INSTRUCTIONS TO FOLLOW: Every line with the string "ReferenceCatalog" should be copied from the data.

MATERIAL FOR THE TASK:
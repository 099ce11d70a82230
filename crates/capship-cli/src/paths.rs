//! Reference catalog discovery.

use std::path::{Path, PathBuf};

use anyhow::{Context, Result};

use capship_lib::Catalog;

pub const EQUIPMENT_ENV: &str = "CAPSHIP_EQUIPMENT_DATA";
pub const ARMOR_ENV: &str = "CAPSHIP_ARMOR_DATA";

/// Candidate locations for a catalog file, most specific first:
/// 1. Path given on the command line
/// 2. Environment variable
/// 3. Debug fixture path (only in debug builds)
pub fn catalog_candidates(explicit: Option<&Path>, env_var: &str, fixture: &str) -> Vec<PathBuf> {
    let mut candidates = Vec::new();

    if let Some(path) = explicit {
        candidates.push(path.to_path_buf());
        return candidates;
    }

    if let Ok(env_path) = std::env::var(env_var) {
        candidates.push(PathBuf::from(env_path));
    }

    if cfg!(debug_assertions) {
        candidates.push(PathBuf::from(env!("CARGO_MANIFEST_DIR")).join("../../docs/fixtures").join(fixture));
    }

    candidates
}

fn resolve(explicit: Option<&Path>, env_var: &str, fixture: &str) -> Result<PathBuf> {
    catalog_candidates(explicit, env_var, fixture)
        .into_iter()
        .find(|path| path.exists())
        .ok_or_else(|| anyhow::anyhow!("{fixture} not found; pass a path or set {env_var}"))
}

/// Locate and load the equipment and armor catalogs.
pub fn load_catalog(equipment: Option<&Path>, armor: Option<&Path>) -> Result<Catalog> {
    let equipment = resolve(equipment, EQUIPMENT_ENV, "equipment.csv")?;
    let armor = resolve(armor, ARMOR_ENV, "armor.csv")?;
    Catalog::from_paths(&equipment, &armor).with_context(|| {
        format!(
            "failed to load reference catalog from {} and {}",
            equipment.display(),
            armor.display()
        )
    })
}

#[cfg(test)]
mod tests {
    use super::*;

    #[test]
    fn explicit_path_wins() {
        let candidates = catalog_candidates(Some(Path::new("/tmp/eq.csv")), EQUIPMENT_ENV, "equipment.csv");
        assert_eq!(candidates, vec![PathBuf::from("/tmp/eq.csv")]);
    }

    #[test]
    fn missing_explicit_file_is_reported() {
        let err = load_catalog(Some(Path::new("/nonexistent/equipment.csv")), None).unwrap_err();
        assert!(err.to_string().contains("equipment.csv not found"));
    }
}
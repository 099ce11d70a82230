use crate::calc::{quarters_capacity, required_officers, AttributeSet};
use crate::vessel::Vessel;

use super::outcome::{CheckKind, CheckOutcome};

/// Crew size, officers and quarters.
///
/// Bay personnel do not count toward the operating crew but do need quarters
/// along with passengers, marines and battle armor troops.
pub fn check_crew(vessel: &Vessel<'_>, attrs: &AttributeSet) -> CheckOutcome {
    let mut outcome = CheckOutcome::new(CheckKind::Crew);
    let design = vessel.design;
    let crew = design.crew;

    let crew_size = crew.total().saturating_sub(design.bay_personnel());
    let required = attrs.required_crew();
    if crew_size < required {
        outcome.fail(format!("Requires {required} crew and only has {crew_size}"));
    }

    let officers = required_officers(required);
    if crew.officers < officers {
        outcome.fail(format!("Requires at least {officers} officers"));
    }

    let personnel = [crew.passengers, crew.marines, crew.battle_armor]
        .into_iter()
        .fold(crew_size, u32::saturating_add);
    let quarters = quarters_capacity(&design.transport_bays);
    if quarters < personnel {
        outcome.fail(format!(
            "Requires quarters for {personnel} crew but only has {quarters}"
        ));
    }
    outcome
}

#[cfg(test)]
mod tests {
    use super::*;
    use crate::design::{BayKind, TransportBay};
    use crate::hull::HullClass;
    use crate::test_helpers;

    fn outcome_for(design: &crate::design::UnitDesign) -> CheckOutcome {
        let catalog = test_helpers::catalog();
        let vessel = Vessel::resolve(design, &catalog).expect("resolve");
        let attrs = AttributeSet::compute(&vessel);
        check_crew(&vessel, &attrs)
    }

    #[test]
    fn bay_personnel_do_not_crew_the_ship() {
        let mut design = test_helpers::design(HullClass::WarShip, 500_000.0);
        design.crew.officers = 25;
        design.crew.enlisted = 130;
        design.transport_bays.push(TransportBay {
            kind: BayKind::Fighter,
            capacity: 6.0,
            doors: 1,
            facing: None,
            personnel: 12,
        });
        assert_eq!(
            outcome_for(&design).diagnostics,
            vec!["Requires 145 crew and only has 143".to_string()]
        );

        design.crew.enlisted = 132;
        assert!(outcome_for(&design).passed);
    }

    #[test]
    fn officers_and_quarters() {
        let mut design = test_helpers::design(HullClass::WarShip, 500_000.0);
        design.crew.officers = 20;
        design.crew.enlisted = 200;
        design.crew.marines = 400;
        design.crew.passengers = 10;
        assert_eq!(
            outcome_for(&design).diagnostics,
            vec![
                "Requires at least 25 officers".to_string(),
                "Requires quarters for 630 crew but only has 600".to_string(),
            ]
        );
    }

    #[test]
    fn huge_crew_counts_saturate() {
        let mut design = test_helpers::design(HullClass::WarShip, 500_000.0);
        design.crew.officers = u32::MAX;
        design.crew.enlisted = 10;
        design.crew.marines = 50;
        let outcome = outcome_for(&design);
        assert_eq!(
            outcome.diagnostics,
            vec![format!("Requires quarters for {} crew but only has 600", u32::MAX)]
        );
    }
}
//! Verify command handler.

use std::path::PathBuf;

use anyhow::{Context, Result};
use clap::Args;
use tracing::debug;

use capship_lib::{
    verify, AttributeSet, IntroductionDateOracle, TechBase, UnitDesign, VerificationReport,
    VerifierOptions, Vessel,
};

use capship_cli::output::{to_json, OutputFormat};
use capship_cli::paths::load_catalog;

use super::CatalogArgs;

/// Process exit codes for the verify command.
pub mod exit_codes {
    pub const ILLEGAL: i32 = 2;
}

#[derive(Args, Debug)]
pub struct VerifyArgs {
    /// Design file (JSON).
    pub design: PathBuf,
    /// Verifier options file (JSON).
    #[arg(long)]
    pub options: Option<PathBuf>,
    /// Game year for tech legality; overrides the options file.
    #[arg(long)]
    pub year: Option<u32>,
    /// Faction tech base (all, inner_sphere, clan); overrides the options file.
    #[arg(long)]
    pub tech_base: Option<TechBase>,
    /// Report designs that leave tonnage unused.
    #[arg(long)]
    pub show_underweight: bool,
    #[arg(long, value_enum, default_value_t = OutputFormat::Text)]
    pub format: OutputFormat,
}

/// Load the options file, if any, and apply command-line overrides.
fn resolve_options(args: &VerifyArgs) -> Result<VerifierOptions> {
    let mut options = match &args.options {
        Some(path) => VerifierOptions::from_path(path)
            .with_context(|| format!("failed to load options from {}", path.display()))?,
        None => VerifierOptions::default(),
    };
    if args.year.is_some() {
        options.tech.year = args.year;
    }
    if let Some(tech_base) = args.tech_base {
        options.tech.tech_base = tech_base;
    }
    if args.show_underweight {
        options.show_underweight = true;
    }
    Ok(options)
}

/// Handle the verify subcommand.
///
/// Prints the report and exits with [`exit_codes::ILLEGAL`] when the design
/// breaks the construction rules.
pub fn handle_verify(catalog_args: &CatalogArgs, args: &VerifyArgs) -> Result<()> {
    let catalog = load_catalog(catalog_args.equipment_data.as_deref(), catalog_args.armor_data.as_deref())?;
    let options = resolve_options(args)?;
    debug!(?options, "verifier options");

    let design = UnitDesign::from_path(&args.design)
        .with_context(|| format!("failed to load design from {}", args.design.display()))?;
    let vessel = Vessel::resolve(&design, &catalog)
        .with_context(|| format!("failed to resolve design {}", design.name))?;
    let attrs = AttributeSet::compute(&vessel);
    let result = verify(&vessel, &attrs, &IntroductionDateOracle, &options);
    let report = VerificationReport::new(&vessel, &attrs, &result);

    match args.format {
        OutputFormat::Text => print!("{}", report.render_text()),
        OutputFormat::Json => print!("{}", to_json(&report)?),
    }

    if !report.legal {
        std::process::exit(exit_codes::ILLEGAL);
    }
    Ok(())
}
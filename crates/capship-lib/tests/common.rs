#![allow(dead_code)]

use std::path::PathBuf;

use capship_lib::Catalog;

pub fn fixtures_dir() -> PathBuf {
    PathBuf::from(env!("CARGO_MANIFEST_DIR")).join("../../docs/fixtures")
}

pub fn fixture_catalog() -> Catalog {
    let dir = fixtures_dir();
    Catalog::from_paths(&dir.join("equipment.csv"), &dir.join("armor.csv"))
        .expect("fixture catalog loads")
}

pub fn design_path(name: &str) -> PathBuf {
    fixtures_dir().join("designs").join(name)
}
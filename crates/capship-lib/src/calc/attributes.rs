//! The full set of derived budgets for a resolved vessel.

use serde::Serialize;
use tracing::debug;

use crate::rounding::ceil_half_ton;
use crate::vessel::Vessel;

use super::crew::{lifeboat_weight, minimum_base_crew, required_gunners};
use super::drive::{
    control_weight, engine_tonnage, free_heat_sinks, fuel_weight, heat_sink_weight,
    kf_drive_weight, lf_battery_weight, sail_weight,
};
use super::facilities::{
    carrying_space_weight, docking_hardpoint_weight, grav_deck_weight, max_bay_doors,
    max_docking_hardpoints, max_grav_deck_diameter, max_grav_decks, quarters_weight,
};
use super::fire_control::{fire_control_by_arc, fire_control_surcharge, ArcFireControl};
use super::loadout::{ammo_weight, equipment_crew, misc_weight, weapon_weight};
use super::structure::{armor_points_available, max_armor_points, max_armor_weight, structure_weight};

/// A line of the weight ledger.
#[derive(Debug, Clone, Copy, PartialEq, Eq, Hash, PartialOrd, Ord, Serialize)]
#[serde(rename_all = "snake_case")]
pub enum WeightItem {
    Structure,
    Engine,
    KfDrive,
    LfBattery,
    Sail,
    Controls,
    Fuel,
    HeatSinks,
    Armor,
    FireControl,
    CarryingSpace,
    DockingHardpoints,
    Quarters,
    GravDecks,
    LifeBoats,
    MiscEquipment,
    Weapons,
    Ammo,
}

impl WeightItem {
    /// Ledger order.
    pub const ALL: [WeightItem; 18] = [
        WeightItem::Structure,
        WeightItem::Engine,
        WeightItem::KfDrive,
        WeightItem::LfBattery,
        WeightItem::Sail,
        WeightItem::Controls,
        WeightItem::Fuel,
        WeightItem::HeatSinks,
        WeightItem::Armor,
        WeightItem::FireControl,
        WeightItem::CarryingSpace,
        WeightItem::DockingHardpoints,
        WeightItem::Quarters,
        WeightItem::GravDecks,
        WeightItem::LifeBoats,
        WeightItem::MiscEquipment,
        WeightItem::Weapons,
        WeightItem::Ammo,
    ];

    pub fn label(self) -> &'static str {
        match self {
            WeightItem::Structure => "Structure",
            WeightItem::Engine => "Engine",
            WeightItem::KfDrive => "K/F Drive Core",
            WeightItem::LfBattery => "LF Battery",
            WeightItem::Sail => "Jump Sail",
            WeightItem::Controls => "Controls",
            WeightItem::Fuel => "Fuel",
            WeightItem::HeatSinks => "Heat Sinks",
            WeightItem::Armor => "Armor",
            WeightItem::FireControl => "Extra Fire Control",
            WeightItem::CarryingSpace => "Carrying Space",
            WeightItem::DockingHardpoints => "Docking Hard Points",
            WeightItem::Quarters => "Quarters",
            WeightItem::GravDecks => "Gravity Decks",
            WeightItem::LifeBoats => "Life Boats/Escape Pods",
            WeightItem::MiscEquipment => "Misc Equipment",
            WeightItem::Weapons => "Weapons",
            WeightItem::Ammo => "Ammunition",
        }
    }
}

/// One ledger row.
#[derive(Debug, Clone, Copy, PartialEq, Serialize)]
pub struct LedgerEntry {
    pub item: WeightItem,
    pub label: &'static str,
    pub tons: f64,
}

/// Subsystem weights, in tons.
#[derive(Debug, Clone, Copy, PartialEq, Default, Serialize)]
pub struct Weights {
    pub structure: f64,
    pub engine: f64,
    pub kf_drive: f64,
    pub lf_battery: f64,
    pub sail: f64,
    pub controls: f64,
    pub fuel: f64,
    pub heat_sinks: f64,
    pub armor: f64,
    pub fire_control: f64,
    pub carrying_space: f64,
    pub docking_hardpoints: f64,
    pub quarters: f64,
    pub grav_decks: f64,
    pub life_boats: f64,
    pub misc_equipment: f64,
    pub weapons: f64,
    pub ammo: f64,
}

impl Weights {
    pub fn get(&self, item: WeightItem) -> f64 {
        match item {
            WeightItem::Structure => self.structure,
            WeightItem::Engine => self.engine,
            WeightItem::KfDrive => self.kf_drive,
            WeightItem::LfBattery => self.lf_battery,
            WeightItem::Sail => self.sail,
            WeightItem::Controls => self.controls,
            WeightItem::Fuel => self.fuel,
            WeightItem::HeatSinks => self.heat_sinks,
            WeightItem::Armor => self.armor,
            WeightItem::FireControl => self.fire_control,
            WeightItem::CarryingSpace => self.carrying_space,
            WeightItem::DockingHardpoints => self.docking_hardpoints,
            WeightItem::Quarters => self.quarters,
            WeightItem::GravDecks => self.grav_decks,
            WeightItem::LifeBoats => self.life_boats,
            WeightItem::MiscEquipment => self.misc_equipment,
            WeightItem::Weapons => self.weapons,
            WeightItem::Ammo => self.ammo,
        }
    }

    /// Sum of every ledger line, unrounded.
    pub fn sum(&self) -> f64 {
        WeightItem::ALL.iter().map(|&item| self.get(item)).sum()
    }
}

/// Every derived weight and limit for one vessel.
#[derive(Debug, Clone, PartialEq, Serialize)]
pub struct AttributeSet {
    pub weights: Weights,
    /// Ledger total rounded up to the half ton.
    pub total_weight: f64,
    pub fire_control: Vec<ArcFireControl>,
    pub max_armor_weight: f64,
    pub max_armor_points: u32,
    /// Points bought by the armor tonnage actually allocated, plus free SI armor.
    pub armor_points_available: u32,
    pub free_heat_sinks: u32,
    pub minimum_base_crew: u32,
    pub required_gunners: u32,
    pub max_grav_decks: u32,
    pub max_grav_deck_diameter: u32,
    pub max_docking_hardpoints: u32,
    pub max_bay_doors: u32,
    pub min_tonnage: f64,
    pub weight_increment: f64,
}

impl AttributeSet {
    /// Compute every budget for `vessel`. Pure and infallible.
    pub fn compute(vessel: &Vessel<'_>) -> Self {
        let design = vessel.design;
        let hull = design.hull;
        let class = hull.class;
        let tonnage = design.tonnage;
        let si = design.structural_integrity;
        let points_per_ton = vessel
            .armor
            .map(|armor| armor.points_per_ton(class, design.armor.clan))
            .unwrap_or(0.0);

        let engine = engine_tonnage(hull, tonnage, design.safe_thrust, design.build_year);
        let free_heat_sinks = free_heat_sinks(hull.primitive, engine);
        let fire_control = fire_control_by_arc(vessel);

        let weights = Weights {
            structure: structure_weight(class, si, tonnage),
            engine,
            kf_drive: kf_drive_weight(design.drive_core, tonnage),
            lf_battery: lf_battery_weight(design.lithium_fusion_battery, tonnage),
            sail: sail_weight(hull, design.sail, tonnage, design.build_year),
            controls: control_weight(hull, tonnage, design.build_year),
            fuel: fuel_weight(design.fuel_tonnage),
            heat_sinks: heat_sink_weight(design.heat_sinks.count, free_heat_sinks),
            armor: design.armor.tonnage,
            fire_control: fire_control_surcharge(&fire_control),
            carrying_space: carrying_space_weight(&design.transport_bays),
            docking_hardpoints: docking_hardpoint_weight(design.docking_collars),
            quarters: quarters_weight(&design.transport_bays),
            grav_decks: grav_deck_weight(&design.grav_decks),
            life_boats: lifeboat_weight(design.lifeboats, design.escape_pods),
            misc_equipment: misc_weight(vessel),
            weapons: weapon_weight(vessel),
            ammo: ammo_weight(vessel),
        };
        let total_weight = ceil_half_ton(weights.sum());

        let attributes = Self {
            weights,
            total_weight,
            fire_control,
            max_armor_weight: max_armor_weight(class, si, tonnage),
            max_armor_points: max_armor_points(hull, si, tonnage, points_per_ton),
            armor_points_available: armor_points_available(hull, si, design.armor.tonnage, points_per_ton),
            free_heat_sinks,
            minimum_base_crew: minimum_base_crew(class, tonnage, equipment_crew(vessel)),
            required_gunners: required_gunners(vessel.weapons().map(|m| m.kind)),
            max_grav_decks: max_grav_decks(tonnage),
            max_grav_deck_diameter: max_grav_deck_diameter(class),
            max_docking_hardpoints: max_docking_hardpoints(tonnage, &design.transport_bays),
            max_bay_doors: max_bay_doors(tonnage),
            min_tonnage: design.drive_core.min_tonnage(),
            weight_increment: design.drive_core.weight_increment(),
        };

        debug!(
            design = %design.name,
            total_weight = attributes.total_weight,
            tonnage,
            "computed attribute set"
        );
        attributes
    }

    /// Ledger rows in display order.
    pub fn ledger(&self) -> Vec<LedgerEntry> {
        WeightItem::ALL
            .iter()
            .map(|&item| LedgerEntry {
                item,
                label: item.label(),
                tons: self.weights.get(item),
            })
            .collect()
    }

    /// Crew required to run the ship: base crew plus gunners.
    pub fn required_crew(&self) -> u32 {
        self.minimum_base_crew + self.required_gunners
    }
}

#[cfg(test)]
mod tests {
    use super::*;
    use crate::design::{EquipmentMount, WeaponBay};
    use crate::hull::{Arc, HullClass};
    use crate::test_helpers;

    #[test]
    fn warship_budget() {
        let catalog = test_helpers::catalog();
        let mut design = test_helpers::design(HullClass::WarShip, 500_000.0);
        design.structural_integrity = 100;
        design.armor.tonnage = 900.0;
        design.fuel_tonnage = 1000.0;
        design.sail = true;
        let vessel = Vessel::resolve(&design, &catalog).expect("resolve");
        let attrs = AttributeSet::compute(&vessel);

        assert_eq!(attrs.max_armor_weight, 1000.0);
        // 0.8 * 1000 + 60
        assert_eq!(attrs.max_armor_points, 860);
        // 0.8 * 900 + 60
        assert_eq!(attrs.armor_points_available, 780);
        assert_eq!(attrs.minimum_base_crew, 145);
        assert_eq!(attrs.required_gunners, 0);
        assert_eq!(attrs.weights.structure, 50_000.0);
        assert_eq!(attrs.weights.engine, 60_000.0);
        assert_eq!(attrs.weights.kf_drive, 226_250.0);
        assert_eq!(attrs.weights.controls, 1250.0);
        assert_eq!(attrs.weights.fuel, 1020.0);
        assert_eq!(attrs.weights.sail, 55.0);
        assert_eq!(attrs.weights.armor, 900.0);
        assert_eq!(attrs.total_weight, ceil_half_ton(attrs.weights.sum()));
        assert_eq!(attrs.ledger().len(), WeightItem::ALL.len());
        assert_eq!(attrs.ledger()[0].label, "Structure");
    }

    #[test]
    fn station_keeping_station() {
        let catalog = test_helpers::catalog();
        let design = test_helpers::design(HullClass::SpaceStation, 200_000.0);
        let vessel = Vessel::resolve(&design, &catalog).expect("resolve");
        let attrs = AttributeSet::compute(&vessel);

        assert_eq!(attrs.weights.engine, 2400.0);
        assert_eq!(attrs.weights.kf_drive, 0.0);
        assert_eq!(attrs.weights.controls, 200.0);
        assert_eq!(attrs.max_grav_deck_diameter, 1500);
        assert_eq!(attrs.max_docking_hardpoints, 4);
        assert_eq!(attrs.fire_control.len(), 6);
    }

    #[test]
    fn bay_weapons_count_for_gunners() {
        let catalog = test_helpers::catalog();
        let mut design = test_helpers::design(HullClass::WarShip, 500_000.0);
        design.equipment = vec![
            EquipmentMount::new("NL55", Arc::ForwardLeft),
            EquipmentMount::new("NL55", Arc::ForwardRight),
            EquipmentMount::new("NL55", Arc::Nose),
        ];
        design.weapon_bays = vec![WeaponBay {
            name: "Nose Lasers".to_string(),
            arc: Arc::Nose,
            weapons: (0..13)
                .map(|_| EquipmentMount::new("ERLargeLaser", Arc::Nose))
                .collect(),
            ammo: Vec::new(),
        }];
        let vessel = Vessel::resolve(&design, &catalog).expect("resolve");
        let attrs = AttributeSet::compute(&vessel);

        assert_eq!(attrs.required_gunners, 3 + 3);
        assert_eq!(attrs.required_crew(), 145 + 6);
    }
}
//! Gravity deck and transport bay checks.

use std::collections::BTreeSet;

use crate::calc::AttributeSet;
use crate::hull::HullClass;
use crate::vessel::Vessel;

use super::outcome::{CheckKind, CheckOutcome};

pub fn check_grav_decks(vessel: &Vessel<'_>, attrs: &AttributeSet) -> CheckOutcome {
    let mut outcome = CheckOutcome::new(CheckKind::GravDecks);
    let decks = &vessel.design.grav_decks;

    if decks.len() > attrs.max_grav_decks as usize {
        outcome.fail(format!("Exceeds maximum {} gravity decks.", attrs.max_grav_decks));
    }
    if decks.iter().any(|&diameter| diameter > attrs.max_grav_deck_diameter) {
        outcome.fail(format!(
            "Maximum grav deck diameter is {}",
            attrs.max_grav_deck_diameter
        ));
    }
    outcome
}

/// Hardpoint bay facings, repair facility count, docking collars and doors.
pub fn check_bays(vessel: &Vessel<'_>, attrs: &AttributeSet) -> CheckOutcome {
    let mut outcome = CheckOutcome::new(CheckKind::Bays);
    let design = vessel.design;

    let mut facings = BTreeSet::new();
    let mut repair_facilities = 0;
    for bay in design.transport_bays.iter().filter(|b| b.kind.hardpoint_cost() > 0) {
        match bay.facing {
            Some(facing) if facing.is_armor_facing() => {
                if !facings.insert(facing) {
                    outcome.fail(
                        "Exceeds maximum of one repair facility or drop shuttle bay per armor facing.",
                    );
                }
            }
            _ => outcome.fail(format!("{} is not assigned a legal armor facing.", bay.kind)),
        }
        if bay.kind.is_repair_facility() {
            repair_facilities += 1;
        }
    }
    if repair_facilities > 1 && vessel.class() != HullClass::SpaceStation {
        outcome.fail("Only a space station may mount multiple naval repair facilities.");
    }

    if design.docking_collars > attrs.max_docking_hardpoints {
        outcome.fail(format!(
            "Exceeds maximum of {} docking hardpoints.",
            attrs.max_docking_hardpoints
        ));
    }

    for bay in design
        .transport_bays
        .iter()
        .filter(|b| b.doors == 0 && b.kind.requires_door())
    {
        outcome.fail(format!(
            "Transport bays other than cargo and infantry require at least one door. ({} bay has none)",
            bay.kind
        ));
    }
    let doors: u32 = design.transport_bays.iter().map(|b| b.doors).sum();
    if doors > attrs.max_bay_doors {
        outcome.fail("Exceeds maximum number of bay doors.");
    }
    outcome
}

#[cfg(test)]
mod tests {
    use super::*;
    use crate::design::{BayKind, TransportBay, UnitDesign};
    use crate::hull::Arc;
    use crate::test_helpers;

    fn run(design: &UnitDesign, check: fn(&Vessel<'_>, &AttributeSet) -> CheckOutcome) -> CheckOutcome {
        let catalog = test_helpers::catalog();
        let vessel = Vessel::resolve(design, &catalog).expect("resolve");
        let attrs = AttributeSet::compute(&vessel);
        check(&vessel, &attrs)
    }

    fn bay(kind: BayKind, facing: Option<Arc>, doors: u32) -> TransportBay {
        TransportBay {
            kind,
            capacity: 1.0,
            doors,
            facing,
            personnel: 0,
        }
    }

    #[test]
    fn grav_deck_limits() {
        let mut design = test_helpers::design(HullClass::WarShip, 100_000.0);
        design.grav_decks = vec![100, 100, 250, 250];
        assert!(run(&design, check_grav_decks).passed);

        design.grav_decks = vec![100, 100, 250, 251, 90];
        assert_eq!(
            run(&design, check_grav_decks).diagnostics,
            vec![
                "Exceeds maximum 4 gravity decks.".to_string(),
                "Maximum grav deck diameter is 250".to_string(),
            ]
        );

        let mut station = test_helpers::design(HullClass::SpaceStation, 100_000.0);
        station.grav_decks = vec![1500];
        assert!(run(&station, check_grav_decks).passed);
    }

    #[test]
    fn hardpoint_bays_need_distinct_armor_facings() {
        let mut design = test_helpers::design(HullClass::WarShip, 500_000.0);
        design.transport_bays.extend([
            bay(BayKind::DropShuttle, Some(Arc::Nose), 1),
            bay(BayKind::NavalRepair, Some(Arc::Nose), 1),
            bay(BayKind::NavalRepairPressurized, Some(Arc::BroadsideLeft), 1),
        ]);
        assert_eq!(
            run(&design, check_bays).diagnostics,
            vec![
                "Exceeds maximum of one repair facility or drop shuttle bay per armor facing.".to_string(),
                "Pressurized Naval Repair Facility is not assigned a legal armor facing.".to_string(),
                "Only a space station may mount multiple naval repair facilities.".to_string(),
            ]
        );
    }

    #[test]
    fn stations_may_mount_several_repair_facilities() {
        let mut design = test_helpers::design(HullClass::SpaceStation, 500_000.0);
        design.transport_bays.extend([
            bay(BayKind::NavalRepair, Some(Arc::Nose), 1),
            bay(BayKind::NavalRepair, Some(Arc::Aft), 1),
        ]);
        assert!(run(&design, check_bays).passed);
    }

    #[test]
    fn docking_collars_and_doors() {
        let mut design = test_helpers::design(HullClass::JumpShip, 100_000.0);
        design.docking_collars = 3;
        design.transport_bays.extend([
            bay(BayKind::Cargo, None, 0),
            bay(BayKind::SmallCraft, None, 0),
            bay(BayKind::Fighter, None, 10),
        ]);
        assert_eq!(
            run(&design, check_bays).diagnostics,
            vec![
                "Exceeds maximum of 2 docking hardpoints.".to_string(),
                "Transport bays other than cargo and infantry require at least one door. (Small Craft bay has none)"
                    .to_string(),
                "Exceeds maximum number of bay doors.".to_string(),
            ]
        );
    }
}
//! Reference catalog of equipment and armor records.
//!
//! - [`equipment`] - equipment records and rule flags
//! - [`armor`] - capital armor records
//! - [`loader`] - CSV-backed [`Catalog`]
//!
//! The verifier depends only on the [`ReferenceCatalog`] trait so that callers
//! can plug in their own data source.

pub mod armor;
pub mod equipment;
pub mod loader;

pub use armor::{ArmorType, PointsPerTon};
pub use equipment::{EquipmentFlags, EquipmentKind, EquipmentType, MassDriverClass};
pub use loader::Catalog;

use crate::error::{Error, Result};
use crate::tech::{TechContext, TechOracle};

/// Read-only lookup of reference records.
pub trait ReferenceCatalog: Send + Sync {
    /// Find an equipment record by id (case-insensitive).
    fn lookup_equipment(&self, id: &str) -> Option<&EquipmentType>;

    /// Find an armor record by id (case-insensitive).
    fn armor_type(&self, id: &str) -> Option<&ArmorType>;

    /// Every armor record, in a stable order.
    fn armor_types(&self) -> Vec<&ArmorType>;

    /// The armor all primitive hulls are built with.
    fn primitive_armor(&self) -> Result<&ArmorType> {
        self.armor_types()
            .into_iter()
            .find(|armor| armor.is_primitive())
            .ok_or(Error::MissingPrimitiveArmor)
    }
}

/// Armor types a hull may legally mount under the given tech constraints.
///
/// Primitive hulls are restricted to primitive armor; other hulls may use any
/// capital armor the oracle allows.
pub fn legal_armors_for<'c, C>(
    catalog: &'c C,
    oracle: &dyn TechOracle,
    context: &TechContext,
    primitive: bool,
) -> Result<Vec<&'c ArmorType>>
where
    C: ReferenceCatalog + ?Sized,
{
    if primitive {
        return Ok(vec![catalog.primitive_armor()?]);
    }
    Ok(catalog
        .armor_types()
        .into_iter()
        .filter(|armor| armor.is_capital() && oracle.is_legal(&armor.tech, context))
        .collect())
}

SOLUTION:
//! The verifier depends only on the [`ReferenceCatalog`] trait so that callers
pub trait ReferenceCatalog: Send + Sync {
    C: ReferenceCatalog + ?Sized,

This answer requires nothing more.